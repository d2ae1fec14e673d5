use std::{collections::HashMap, sync::Arc};

use axum::{
    body::Bytes,
    extract::{Path, RawQuery, State},
    http::{header, HeaderMap, StatusCode},
    routing::{get, post},
    Json, Router,
};
use serde::{Deserialize, Serialize};
use serde_json::{json, Value};
use tokio::{net::TcpListener, sync::RwLock};
use uuid::Uuid;

#[derive(Clone, Debug, Serialize, Deserialize, PartialEq, Eq)]
pub struct Product {
    pub id: String,
    pub title: String,
}

/// What the server saw of a request, echoed back as JSON.
#[derive(Clone, Debug, Serialize, Deserialize, PartialEq, Eq)]
pub struct Echo {
    pub method: String,
    pub query: Option<String>,
    pub content_type: Option<String>,
    pub user_agent: Option<String>,
    pub body: String,
}

/// Summary of a received multipart upload.
#[derive(Clone, Debug, Serialize, Deserialize, PartialEq, Eq)]
pub struct Upload {
    pub id: Uuid,
    pub filename: String,
    pub bytes: usize,
}

pub type Db = Arc<RwLock<HashMap<String, Product>>>;

pub fn app() -> Router {
    let mut seed = HashMap::new();
    seed.insert(
        "1111".to_string(),
        Product {
            id: "1111".to_string(),
            title: "Desk lamp".to_string(),
        },
    );
    let db: Db = Arc::new(RwLock::new(seed));
    Router::new()
        .route(
            "/api/v1/products/{id}/",
            get(get_product).delete(delete_product),
        )
        .route("/api/v1/echo/", get(echo).post(echo).put(echo).delete(echo))
        .route("/api/v1/bad/", post(bad_request))
        .route("/api/v1/broken/", get(server_error))
        .route("/api/v1/text/", get(plain_text))
        .route("/api/v1/uploads/", post(upload))
        .with_state(db)
}

pub async fn run(listener: TcpListener) -> Result<(), std::io::Error> {
    axum::serve(listener, app()).await
}

async fn get_product(
    State(db): State<Db>,
    Path(id): Path<String>,
) -> Result<Json<Product>, (StatusCode, Json<Value>)> {
    let products = db.read().await;
    products
        .get(&id)
        .cloned()
        .map(Json)
        .ok_or((StatusCode::NOT_FOUND, Json(json!({"error": "not found"}))))
}

async fn delete_product(State(db): State<Db>, Path(id): Path<String>) -> StatusCode {
    let mut products = db.write().await;
    products
        .remove(&id)
        .map(|_| StatusCode::NO_CONTENT)
        .unwrap_or(StatusCode::NOT_FOUND)
}

async fn echo(
    method: axum::http::Method,
    RawQuery(query): RawQuery,
    headers: HeaderMap,
    body: Bytes,
) -> Json<Echo> {
    let header_text = |name: header::HeaderName| {
        headers
            .get(name)
            .and_then(|v| v.to_str().ok())
            .map(str::to_string)
    };
    Json(Echo {
        method: method.to_string(),
        query,
        content_type: header_text(header::CONTENT_TYPE),
        user_agent: header_text(header::USER_AGENT),
        body: String::from_utf8_lossy(&body).into_owned(),
    })
}

async fn bad_request() -> (StatusCode, Json<Value>) {
    (StatusCode::BAD_REQUEST, Json(json!({"error": "bad request"})))
}

async fn server_error() -> (StatusCode, Json<Value>) {
    (
        StatusCode::INTERNAL_SERVER_ERROR,
        Json(json!({"error": "boom"})),
    )
}

async fn plain_text() -> &'static str {
    "definitely not json"
}

async fn upload(
    headers: HeaderMap,
    body: Bytes,
) -> Result<(StatusCode, Json<Upload>), (StatusCode, Json<Value>)> {
    let rejected = |reason: &str| (StatusCode::BAD_REQUEST, Json(json!({"error": reason})));

    let boundary = headers
        .get(header::CONTENT_TYPE)
        .and_then(|v| v.to_str().ok())
        .and_then(|v| v.strip_prefix("multipart/form-data; boundary="))
        .ok_or_else(|| rejected("expected multipart/form-data"))?;

    let text = String::from_utf8_lossy(&body);
    if !text.starts_with(&format!("--{boundary}\r\n"))
        || !text.ends_with(&format!("\r\n--{boundary}--\r\n"))
    {
        return Err(rejected("malformed multipart body"));
    }
    let filename = text
        .split("filename=\"")
        .nth(1)
        .and_then(|rest| rest.split('"').next())
        .ok_or_else(|| rejected("missing filename"))?;

    Ok((
        StatusCode::CREATED,
        Json(Upload {
            id: Uuid::new_v4(),
            filename: filename.to_string(),
            bytes: body.len(),
        }),
    ))
}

● **TASK PROMPT**
Pull out every line in the data above that has the word "title".

● **ANSWER**
    pub title: String,
            title: "Desk lamp".to_string(),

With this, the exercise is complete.